The other thing that I do, is let Rugby decide when he’s done.  I try hard to quickly get all four paws trimmed, but honestly, some days….for whatever reason…he just wants out!  Generally he always lets me trim at least two paws, so I pick left side or right side, and we do one side on a given day, and save the other side for the next day…or whenever we can fit it into our schedule that week.  I start with his front paw and then do his back paw.  He really tries hard to cooperate with the process, but if I get a bit too close to the quick several times….he’s ready to be done!

Michael and I team up as we trim Rugby’s nails.  When I’m ready to touch his nail with the dremmel, Michael feeds him a kibble of his dog food.  It’s enough distraction to help him tolerate the process so that it’s a positive experience for him.  Rugby lays on his side, and I trim the nail that’s on the bottom…nearest to the table.  Since Rugby is laying on it, he’s not as reactive and doesn’t pull his paw away as much.

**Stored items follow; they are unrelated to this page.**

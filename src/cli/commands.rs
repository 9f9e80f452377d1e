use anyhow::{Context, Result};
use std::io::Write;

use crate::cli::args::parse_pair;
use crate::client::Client;
use crate::soap::Params;
use crate::types::PutOptions;

/// Fail with the recorded fault, if the last call produced one
fn check_fault(client: &Client, what: &str) -> Result<()> {
    if let Some(fault) = client.last_fault() {
        anyhow::bail!("{} failed: {}", what, fault);
    }
    Ok(())
}

/// List buckets, or objects of `bucket`
pub fn cmd_ls(client: &Client, bucket: Option<&str>, json: bool) -> Result<()> {
    match bucket {
        None => {
            let buckets = client.list_bucket_summaries()?;
            check_fault(client, "ListAllMyBuckets")?;
            if json {
                println!("{}", serde_json::to_string_pretty(&buckets)?);
                return Ok(());
            }
            for bucket in &buckets {
                println!(
                    "{:<24} {}",
                    bucket.creation_date.as_deref().unwrap_or("-"),
                    bucket.name
                );
            }
        }
        Some(name) => {
            let objects = client.bucket(name).list_summaries()?;
            check_fault(client, "ListBucket")?;
            if json {
                println!("{}", serde_json::to_string_pretty(&objects)?);
                return Ok(());
            }
            for object in &objects {
                println!(
                    "{:<24} {:>12} {}",
                    object.last_modified.as_deref().unwrap_or("-"),
                    object.size,
                    object.key
                );
            }
        }
    }
    Ok(())
}

/// Make bucket command
pub fn cmd_mb(client: &Client, bucket: &str) -> Result<()> {
    match client.create_bucket(bucket)? {
        Some(bucket) => println!("Bucket created: {}", bucket.name()),
        None => check_fault(client, "CreateBucket")?,
    }
    Ok(())
}

/// Remove bucket command
pub fn cmd_rb(client: &Client, bucket: &str) -> Result<()> {
    client.bucket(bucket).delete()?;
    check_fault(client, "DeleteBucket")?;
    println!("Bucket removed: {}", bucket);
    Ok(())
}

/// Upload command
pub fn cmd_put(
    client: &Client,
    bucket: &str,
    key: &str,
    file: &str,
    content_type: Option<&str>,
    metadata: &[String],
) -> Result<()> {
    let data = std::fs::read(file).context(format!("Failed to read {}", file))?;

    let mut options = PutOptions::new();
    if let Some(content_type) = content_type {
        options = options.with_content_type(content_type);
    }
    for pair in metadata {
        let (name, value) = parse_pair(pair)?;
        options = options.with_metadata(name, value);
    }

    match client.bucket(bucket).put_object(key, &data, &options)? {
        Some(object) => println!(
            "Uploaded {} bytes to {}/{}",
            data.len(),
            object.bucket_name(),
            object.key()
        ),
        None => check_fault(client, "PutObjectInline")?,
    }
    Ok(())
}

/// Download command
pub fn cmd_get(client: &Client, bucket: &str, key: &str, file: Option<&str>) -> Result<()> {
    let data = client.bucket(bucket).object(key).get_data()?;
    check_fault(client, "GetObject")?;
    let data = data.ok_or_else(|| anyhow::anyhow!("Reply for {}/{} carried no data", bucket, key))?;

    match file {
        Some(path) => {
            std::fs::write(path, &data).context(format!("Failed to write {}", path))?;
            println!("Downloaded {} bytes to {}", data.len(), path);
        }
        None => {
            let mut stdout = std::io::stdout().lock();
            stdout.write_all(&data)?;
            stdout.flush()?;
        }
    }
    Ok(())
}

/// Remove object command
pub fn cmd_rm(client: &Client, bucket: &str, key: &str) -> Result<()> {
    client.bucket(bucket).object(key).delete()?;
    check_fault(client, "DeleteObject")?;
    println!("Removed {}/{}", bucket, key);
    Ok(())
}

/// Show or set ACL command
pub fn cmd_acl(client: &Client, bucket: &str, key: &str, acl: Option<&str>) -> Result<()> {
    let object = client.bucket(bucket).object(key);
    match acl {
        Some(acl) => {
            object.set_acl(acl)?;
            check_fault(client, "SetObjectAccessControlPolicy")?;
            println!("{}/{}: {}", bucket, key, acl.to_ascii_lowercase());
        }
        None => {
            let acl = object.acl()?;
            check_fault(client, "GetObjectAccessControlPolicy")?;
            println!("{}/{}: {}", bucket, key, acl);
        }
    }
    Ok(())
}

/// Show metadata command
pub fn cmd_meta(client: &Client, bucket: &str, key: &str) -> Result<()> {
    let metadata = client.bucket(bucket).object(key).metadata()?;
    check_fault(client, "GetObject")?;
    for (name, value) in metadata.unwrap_or_default() {
        println!("{}: {}", name, value);
    }
    Ok(())
}

/// Raw operation command
pub fn cmd_invoke(client: &Client, operation: &str, params: &[String]) -> Result<()> {
    let mut request = Params::new();
    for pair in params {
        let (name, value) = parse_pair(pair)?;
        request.push(name, value);
    }

    let response = client.invoke(operation, request)?;
    println!("{}", response.tidy());
    check_fault(client, operation)
}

What’s really important to remember when you use a dremmel, is that the high speed generates a good amount of heat, and that can be painful to your dog.  So I typically trim a bit on one nail, then move to the next and trim a bit, and move to the next, etc. until I have all four nails trimmed.  Then I go back to the first nail and trim a bit more, and so on, going back and forth until they are at the length I want.

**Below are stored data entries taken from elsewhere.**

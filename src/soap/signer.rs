//! Request signer for the S3 SOAP interface
//!
//! Every operation carries three authentication parameters:
//! `AWSAccessKeyId`, `Timestamp` and `Signature`, where
//!
//! ```text
//! Signature = Base64(HMAC-SHA1(SecretKey, "AmazonS3" + Operation + Timestamp))
//! ```
//!
//! The timestamp is UTC with the millisecond field fixed at `.000`.

use base64::engine::general_purpose::STANDARD as BASE64;
use base64::Engine;
use chrono::{DateTime, Utc};
use hmac::{Hmac, Mac};
use sha1::Sha1;

use crate::soap::Params;

type HmacSha1 = Hmac<Sha1>;

/// Prefix of every string to sign
const SIGNING_SERVICE: &str = "AmazonS3";

/// Timestamp format, milliseconds always `.000`
const TIMESTAMP_FORMAT: &str = "%Y-%m-%dT%H:%M:%S.000Z";

/// Signs SOAP operations with the account's shared secret
#[derive(Clone)]
pub struct SoapSigner {
    access_key: String,
    secret_key: String,
}

impl std::fmt::Debug for SoapSigner {
    fn fmt(&self, f: &mut std::fmt::Formatter<'_>) -> std::fmt::Result {
        f.debug_struct("SoapSigner")
            .field("access_key", &self.access_key)
            .field("secret_key", &"<redacted>")
            .finish()
    }
}

impl SoapSigner {
    pub fn new(access_key: String, secret_key: String) -> Self {
        Self {
            access_key,
            secret_key,
        }
    }

    pub fn access_key(&self) -> &str {
        &self.access_key
    }

    /// Format a UTC instant the way the service expects it
    pub fn format_timestamp(at: &DateTime<Utc>) -> String {
        at.format(TIMESTAMP_FORMAT).to_string()
    }

    /// Signature for `operation` at an explicit `timestamp`
    pub fn sign_at(&self, operation: &str, timestamp: &str) -> String {
        let mut string_to_sign =
            String::with_capacity(SIGNING_SERVICE.len() + operation.len() + timestamp.len());
        string_to_sign.push_str(SIGNING_SERVICE);
        string_to_sign.push_str(operation);
        string_to_sign.push_str(timestamp);

        BASE64.encode(Self::hmac_sha1(
            self.secret_key.as_bytes(),
            string_to_sign.as_bytes(),
        ))
    }

    /// Append the authentication parameters for `operation` signed at `at`
    pub fn append_auth_at(&self, params: &mut Params, operation: &str, at: &DateTime<Utc>) {
        let timestamp = Self::format_timestamp(at);
        let signature = self.sign_at(operation, &timestamp);
        params.push("AWSAccessKeyId", self.access_key.as_str());
        params.push("Timestamp", timestamp);
        params.push("Signature", signature);
    }

    /// Append the authentication parameters for `operation`, signed now
    pub fn append_auth(&self, params: &mut Params, operation: &str) {
        self.append_auth_at(params, operation, &Utc::now());
    }

    fn hmac_sha1(key: &[u8], msg: &[u8]) -> [u8; 20] {
        let mut mac = HmacSha1::new_from_slice(key).expect("HMAC can take key of any size");
        mac.update(msg);
        let result = mac.finalize().into_bytes();
        let mut output = [0u8; 20];
        output.copy_from_slice(&result);
        output
    }
}

#[cfg(test)]
mod tests {
    use super::*;
    use crate::soap::Value;
    use chrono::TimeZone;

    const TS: &str = "2006-03-01T12:00:00.000Z";

    fn signer() -> SoapSigner {
        SoapSigner::new("AKIDEXAMPLE".to_string(), "secret".to_string())
    }

    #[test]
    fn test_known_signature() {
        assert_eq!(
            signer().sign_at("ListAllMyBuckets", TS),
            "iMxWAW3SUWFZPQK5tgt68wBkPJU="
        );
        assert_eq!(
            signer().sign_at("CreateBucket", TS),
            "7/qYb/W0aijtvlzGvvK6j1L6zWI="
        );
    }

    #[test]
    fn test_signature_is_deterministic() {
        let s = signer();
        assert_eq!(s.sign_at("PutObjectInline", TS), s.sign_at("PutObjectInline", TS));
    }

    #[test]
    fn test_signature_changes_with_each_input() {
        let base = signer().sign_at("GetObject", TS);

        let other_secret = SoapSigner::new("AKIDEXAMPLE".to_string(), "secret2".to_string());
        assert_ne!(base, other_secret.sign_at("GetObject", TS));
        assert_ne!(base, signer().sign_at("DeleteObject", TS));
        assert_ne!(base, signer().sign_at("GetObject", "2006-03-01T12:00:01.000Z"));
    }

    #[test]
    fn test_timestamp_forces_zero_millis() {
        let at = Utc
            .with_ymd_and_hms(2024, 2, 29, 23, 59, 58)
            .unwrap()
            + chrono::Duration::milliseconds(731);
        assert_eq!(SoapSigner::format_timestamp(&at), "2024-02-29T23:59:58.000Z");
    }

    #[test]
    fn test_auth_params_are_appended_in_order() {
        let at = Utc.with_ymd_and_hms(2006, 3, 1, 12, 0, 0).unwrap();
        let mut params = Params::new().with("Bucket", "test-bucket");
        signer().append_auth_at(&mut params, "CreateBucket", &at);

        assert_eq!(
            params.names(),
            vec!["Bucket", "AWSAccessKeyId", "Timestamp", "Signature"]
        );
        assert_eq!(params.get("AWSAccessKeyId"), Some(&Value::from("AKIDEXAMPLE")));
        assert_eq!(params.get("Timestamp"), Some(&Value::from(TS)));
        assert_eq!(
            params.get("Signature"),
            Some(&Value::from("7/qYb/W0aijtvlzGvvK6j1L6zWI="))
        );
    }

    #[test]
    fn test_debug_redacts_secret() {
        let out = format!("{:?}", signer());
        assert!(out.contains("AKIDEXAMPLE"));
        assert!(!out.contains("\"secret\""));
    }
}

When the last nail is finished, Rugby gets a very special treat, like a dehydrated chicken foot one week, and a jerky chew the next.  He really looks forward to his extra special treat, and since I rarely ever give him anything special like this….in my opinion….he worked hard for that treat by cooperating with the process, and it’s a wonderful way that I have to thank him for being such a great little dog!

If you’re trying to make grooming your dog more enjoyable, try these things:  When you’re home and just relaxing, try just handling your dog.  Rub his feet, his ears, pull up his lips to get a peek at his teeth, etc.  I suggest  sitting somewhere comfortable where your dog can sit next to you, whether it’s the floor or furniture.  If the dog is on my right side, I have a stash of small treats on my left side, and when the dog lets me handle him comfortably, I give him a little nibble while I’m doing the touching.  I’m paying him for letting me handle him, and turning that into a good thing in his eyes.  When he’s relaxing, he’s going to tolerate more handling, so be sure to just keep it light and easy.

If your dog has some reactivity or sensitivity to grooming, remember to take things slowly….even if you trim one paw at a time.  If your dog is aggressive over being handled, you might want to try a muzzle or have a professional trim his nails while you’re working to get him more comfortable with the process.  In some cases, it may be worth paying someone else to do a job like grooming, but I think many dogs honestly feel more comfortable being groomed by their owners.  At the very least, if you can help your dog get comfortable with being handled in general, even if you choose to have your dog groomed by professionals, it will help reduce your dog’s stress, and that’s a good thing!